> [Exercise instructions]:
For each line in the data below that holds "other", return a copy.

Stored items:
..............................

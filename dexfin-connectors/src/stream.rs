//! Dexfin market-data stream listener.
//!
//! One WebSocket connection carries the `trade` and `depth` channels of every
//! configured instrument. Messages are demultiplexed on the event-type field:
//! - `trade` → the shared trade sink
//! - `depthUpdate` → the instrument's book queue as [`BookEvent::Diff`]
//! - ping / pong frames → [`BookEvent::Heartbeat`] on every book queue
//!
//! Connection loss, close frames and read timeouts end [`StreamListener::run`]
//! with an error; reconnecting is the caller's decision.

use std::collections::HashMap;
use std::time::Duration;

use dexfin_domain::{BookLevel, OrderBookDiff, OrderSide, TradeEvent, TradingPair};
use futures_util::{SinkExt, StreamExt};
use rust_decimal::Decimal;
use serde::Deserialize;
use serde_json::Value;
use thiserror::Error;
use tokio::sync::mpsc;
use tokio::time::timeout;
use tokio_tungstenite::tungstenite::Message as WebSocketMessage;
use tokio_tungstenite::{connect_async, MaybeTlsStream, WebSocketStream};
use tokio_util::sync::CancellationToken;
use tracing::{debug, error, info, warn};

use crate::endpoints::{DIFF_EVENT_TYPE, TRADE_EVENT_TYPE};
use crate::order_book::BookEvent;

type WsStream = WebSocketStream<MaybeTlsStream<tokio::net::TcpStream>>;

/// Default read timeout.
pub const READ_TIMEOUT: Duration = Duration::from_secs(30);

/// Errors that end a listener run.
#[derive(Debug, Error)]
pub enum StreamError {
    /// Failed to connect to WebSocket.
    #[error("Failed to connect to WebSocket: {0}")]
    ConnectionFailed(String),

    /// Failed to send message.
    #[error("Failed to send message: {0}")]
    SendFailed(String),

    /// Failed to receive message.
    #[error("Failed to receive message: {0}")]
    ReceiveError(String),

    /// Server closed the connection or the stream ended.
    #[error("WebSocket disconnected: {0}")]
    Disconnected(String),

    /// Timed out waiting for message.
    #[error("Timed out waiting for message")]
    Timeout,

    /// Invalid message format.
    #[error("Invalid message format: {0}")]
    InvalidMessage(String),
}

// =============================================================================
// Router
// =============================================================================

/// A decoded stream message.
#[derive(Debug, Clone, PartialEq, Eq)]
pub enum Routed {
    /// Public trade
    Trade(TradeEvent),
    /// Depth update
    Diff(OrderBookDiff),
    /// Subscription ack, unknown type or unknown symbol
    Ignored,
}

/// Maps exchange symbols to pairs and decodes text frames.
#[derive(Debug, Clone, Default)]
pub struct StreamRouter {
    symbols: HashMap<String, TradingPair>,
}

impl StreamRouter {
    pub fn new() -> Self {
        Self::default()
    }

    /// Route messages for `exchange_symbol` to `pair`.
    pub fn add(&mut self, pair: TradingPair, exchange_symbol: &str) {
        self.symbols.insert(exchange_symbol.to_lowercase(), pair);
    }

    /// One `SUBSCRIBE` request per instrument, ids from 1, ordered by symbol.
    pub fn subscribe_messages(&self) -> Vec<String> {
        let mut symbols: Vec<&String> = self.symbols.keys().collect();
        symbols.sort();

        symbols
            .into_iter()
            .enumerate()
            .map(|(i, symbol)| {
                serde_json::json!({
                    "method": "SUBSCRIBE",
                    "params": [format!("{}@trade", symbol), format!("{}@depth", symbol)],
                    "id": i + 1,
                })
                .to_string()
            })
            .collect()
    }

    /// Decode one text frame.
    pub fn route(&self, text: &str) -> Result<Routed, StreamError> {
        let value: Value =
            serde_json::from_str(text).map_err(|e| StreamError::InvalidMessage(e.to_string()))?;

        let Some(event_type) = value.get("e").and_then(Value::as_str).map(str::to_owned) else {
            debug!(message = %text, "Control message");
            return Ok(Routed::Ignored);
        };

        match event_type.as_str() {
            TRADE_EVENT_TYPE => {
                let trade: WireTrade = serde_json::from_value(value)
                    .map_err(|e| StreamError::InvalidMessage(format!("Invalid trade event: {}", e)))?;
                let Some(pair) = self.pair_for(&trade.symbol) else {
                    return Ok(Routed::Ignored);
                };
                Ok(Routed::Trade(TradeEvent {
                    pair,
                    trade_id: trade.trade_id,
                    price: trade.price,
                    amount: trade.quantity,
                    // Buyer is maker: the taker sold
                    side: if trade.buyer_is_maker {
                        OrderSide::Sell
                    } else {
                        OrderSide::Buy
                    },
                    timestamp_ms: trade.trade_time,
                }))
            }
            DIFF_EVENT_TYPE => {
                let depth: WireDepth = serde_json::from_value(value)
                    .map_err(|e| StreamError::InvalidMessage(format!("Invalid depth event: {}", e)))?;
                let Some(pair) = self.pair_for(&depth.symbol) else {
                    return Ok(Routed::Ignored);
                };
                Ok(Routed::Diff(OrderBookDiff {
                    pair,
                    sequence_start: depth.first_update_id,
                    sequence_end: depth.final_update_id,
                    timestamp_ms: depth.event_time,
                    bid_updates: depth.bids.into_iter().map(BookLevel::from).collect(),
                    ask_updates: depth.asks.into_iter().map(BookLevel::from).collect(),
                }))
            }
            other => {
                debug!(event_type = %other, "Ignoring unknown event type");
                Ok(Routed::Ignored)
            }
        }
    }

    fn pair_for(&self, symbol: &str) -> Option<TradingPair> {
        let pair = self.symbols.get(&symbol.to_lowercase()).cloned();
        if pair.is_none() {
            debug!(symbol = %symbol, "Message for unsubscribed symbol");
        }
        pair
    }
}

// =============================================================================
// Listener
// =============================================================================

/// Market-data WebSocket listener.
#[derive(Debug)]
pub struct StreamListener {
    url: String,
    read_timeout: Duration,
    router: StreamRouter,
    books: HashMap<TradingPair, mpsc::Sender<BookEvent>>,
    trades: mpsc::Sender<TradeEvent>,
}

impl StreamListener {
    /// Create a listener that publishes trades to `trades`.
    pub fn new(url: impl Into<String>, read_timeout: Duration, trades: mpsc::Sender<TradeEvent>) -> Self {
        Self {
            url: url.into(),
            read_timeout,
            router: StreamRouter::new(),
            books: HashMap::new(),
            trades,
        }
    }

    /// Subscribe an instrument and route its depth updates to `book`.
    pub fn add_instrument(&mut self, pair: TradingPair, exchange_symbol: &str, book: mpsc::Sender<BookEvent>) {
        self.router.add(pair.clone(), exchange_symbol);
        self.books.insert(pair, book);
    }

    pub fn instruments(&self) -> usize {
        self.books.len()
    }

    /// Connect, subscribe and forward messages until an error or cancellation.
    ///
    /// Returns `Ok(())` only when `cancel` fires.
    pub async fn run(&self, cancel: CancellationToken) -> Result<(), StreamError> {
        info!(url = %self.url, instruments = self.books.len(), "Connecting to market data stream");

        let connect = tokio::select! {
            biased;
            _ = cancel.cancelled() => return Ok(()),
            result = connect_async(self.url.as_str()) => result,
        };
        let (mut ws, _) = connect.map_err(|e| StreamError::ConnectionFailed(e.to_string()))?;

        for message in self.router.subscribe_messages() {
            ws.send(WebSocketMessage::Text(message))
                .await
                .map_err(|e| StreamError::SendFailed(e.to_string()))?;
        }
        info!(url = %self.url, "Subscribed to market data stream");

        loop {
            let next = tokio::select! {
                biased;
                _ = cancel.cancelled() => {
                    info!("Market data stream cancelled");
                    let _ = ws.close(None).await;
                    return Ok(());
                }
                next = timeout(self.read_timeout, ws.next()) => next,
            };

            let message = match next {
                Ok(Some(Ok(message))) => message,
                Ok(Some(Err(e))) => {
                    error!(error = %e, "WebSocket error");
                    return Err(StreamError::ReceiveError(e.to_string()));
                }
                Ok(None) => {
                    warn!("WebSocket stream ended");
                    return Err(StreamError::Disconnected("stream ended".to_string()));
                }
                Err(_) => {
                    error!(timeout_ms = self.read_timeout.as_millis() as u64, "Timeout waiting for message");
                    return Err(StreamError::Timeout);
                }
            };

            if !self.handle_message(&mut ws, message, &cancel).await? {
                return Ok(());
            }
        }
    }

    /// Returns `Ok(false)` when cancelled while forwarding.
    async fn handle_message(
        &self,
        ws: &mut WsStream,
        message: WebSocketMessage,
        cancel: &CancellationToken,
    ) -> Result<bool, StreamError> {
        match message {
            WebSocketMessage::Text(text) => match self.router.route(&text) {
                Ok(Routed::Trade(trade)) => Ok(forward(&self.trades, trade, cancel).await),
                Ok(Routed::Diff(diff)) => match self.books.get(&diff.pair) {
                    Some(book) => Ok(forward(book, BookEvent::Diff(diff), cancel).await),
                    None => Ok(true),
                },
                Ok(Routed::Ignored) => Ok(true),
                Err(e) => {
                    warn!(error = %e, "Skipping malformed message");
                    Ok(true)
                }
            },
            WebSocketMessage::Ping(payload) => {
                debug!("Received ping");
                ws.send(WebSocketMessage::Pong(payload))
                    .await
                    .map_err(|e| StreamError::SendFailed(e.to_string()))?;
                Ok(self.heartbeat(cancel).await)
            }
            WebSocketMessage::Pong(_) => {
                debug!("Received pong");
                Ok(self.heartbeat(cancel).await)
            }
            WebSocketMessage::Close(frame) => {
                warn!(frame = ?frame, "WebSocket connection closed by server");
                Err(StreamError::Disconnected(
                    frame.map(|f| f.reason.to_string()).unwrap_or_else(|| "close frame".to_string()),
                ))
            }
            _ => Ok(true),
        }
    }

    async fn heartbeat(&self, cancel: &CancellationToken) -> bool {
        for book in self.books.values() {
            if !forward(book, BookEvent::Heartbeat, cancel).await {
                return false;
            }
        }
        true
    }
}

/// Send with backpressure. Returns false if cancelled while waiting.
async fn forward<T>(tx: &mpsc::Sender<T>, item: T, cancel: &CancellationToken) -> bool {
    tokio::select! {
        biased;
        _ = cancel.cancelled() => false,
        sent = tx.send(item) => {
            if sent.is_err() {
                debug!("Receiver dropped, discarding event");
            }
            true
        }
    }
}

// =============================================================================
// Wire types
// =============================================================================

#[derive(Debug, Clone, Deserialize)]
struct WireTrade {
    #[serde(rename = "s")]
    symbol: String,
    #[serde(rename = "t")]
    trade_id: u64,
    #[serde(rename = "p")]
    price: Decimal,
    #[serde(rename = "q")]
    quantity: Decimal,
    #[serde(rename = "T")]
    trade_time: i64,
    #[serde(rename = "m")]
    buyer_is_maker: bool,
}

#[derive(Debug, Clone, Deserialize)]
struct WireDepth {
    #[serde(rename = "E")]
    event_time: i64,
    #[serde(rename = "s")]
    symbol: String,
    #[serde(rename = "U")]
    first_update_id: u64,
    #[serde(rename = "u")]
    final_update_id: u64,
    #[serde(rename = "b", default)]
    bids: Vec<(Decimal, Decimal)>,
    #[serde(rename = "a", default)]
    asks: Vec<(Decimal, Decimal)>,
}

// =============================================================================
// Tests
// =============================================================================

#[cfg(test)]
mod tests {
    use super::*;
    use rust_decimal_macros::dec;

    fn router() -> StreamRouter {
        let mut router = StreamRouter::new();
        router.add(TradingPair::new("BTC", "USDT").unwrap(), "btcusdt");
        router
    }

    #[test]
    fn test_subscribe_message_shape() {
        let messages = router().subscribe_messages();

        assert_eq!(messages.len(), 1);
        let value: Value = serde_json::from_str(&messages[0]).unwrap();
        assert_eq!(value["method"], "SUBSCRIBE");
        assert_eq!(value["params"], serde_json::json!(["btcusdt@trade", "btcusdt@depth"]));
        assert_eq!(value["id"], 1);
    }

    #[test]
    fn test_route_trade_event() {
        let text = r#"{"e":"trade","E":123456789,"s":"btcusdt","t":12345,"p":"0.001","q":"100",
                       "b":88,"a":50,"T":123456785,"m":true,"M":true}"#;

        let routed = router().route(text).unwrap();

        let Routed::Trade(trade) = routed else {
            panic!("expected trade, got {:?}", routed);
        };
        assert_eq!(trade.trade_id, 12345);
        assert_eq!(trade.price, dec!(0.001));
        assert_eq!(trade.amount, dec!(100));
        assert_eq!(trade.side, OrderSide::Sell);
        assert_eq!(trade.timestamp_ms, 123456785);
    }

    #[test]
    fn test_route_depth_update() {
        let text = r#"{"e":"depthUpdate","E":123456789,"s":"btcusdt","U":157,"u":160,
                       "b":[["0.0024","10"]],"a":[["0.0026","100"]]}"#;

        let routed = router().route(text).unwrap();

        let Routed::Diff(diff) = routed else {
            panic!("expected diff, got {:?}", routed);
        };
        assert_eq!(diff.sequence_start, 157);
        assert_eq!(diff.sequence_end, 160);
        assert_eq!(diff.bid_updates, vec![BookLevel::new(dec!(0.0024), dec!(10))]);
        assert_eq!(diff.ask_updates, vec![BookLevel::new(dec!(0.0026), dec!(100))]);
    }

    #[test]
    fn test_acks_and_unknown_events_are_ignored() {
        let r = router();

        assert_eq!(r.route(r#"{"result":null,"id":1}"#).unwrap(), Routed::Ignored);
        assert_eq!(r.route(r#"{"e":"kline","s":"btcusdt"}"#).unwrap(), Routed::Ignored);
        assert_eq!(
            r.route(r#"{"e":"trade","E":1,"s":"ethusdt","t":1,"p":"1","q":"1","T":1,"m":false}"#)
                .unwrap(),
            Routed::Ignored
        );
    }

    #[test]
    fn test_malformed_messages_are_errors() {
        let r = router();

        assert!(matches!(r.route("not json"), Err(StreamError::InvalidMessage(_))));
        assert!(matches!(
            r.route(r#"{"e":"depthUpdate","s":"btcusdt"}"#),
            Err(StreamError::InvalidMessage(_))
        ));
    }
}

..............................

> [Response to this exercise]:
            other => {
                debug!(event_type = %other, "Ignoring unknown event type");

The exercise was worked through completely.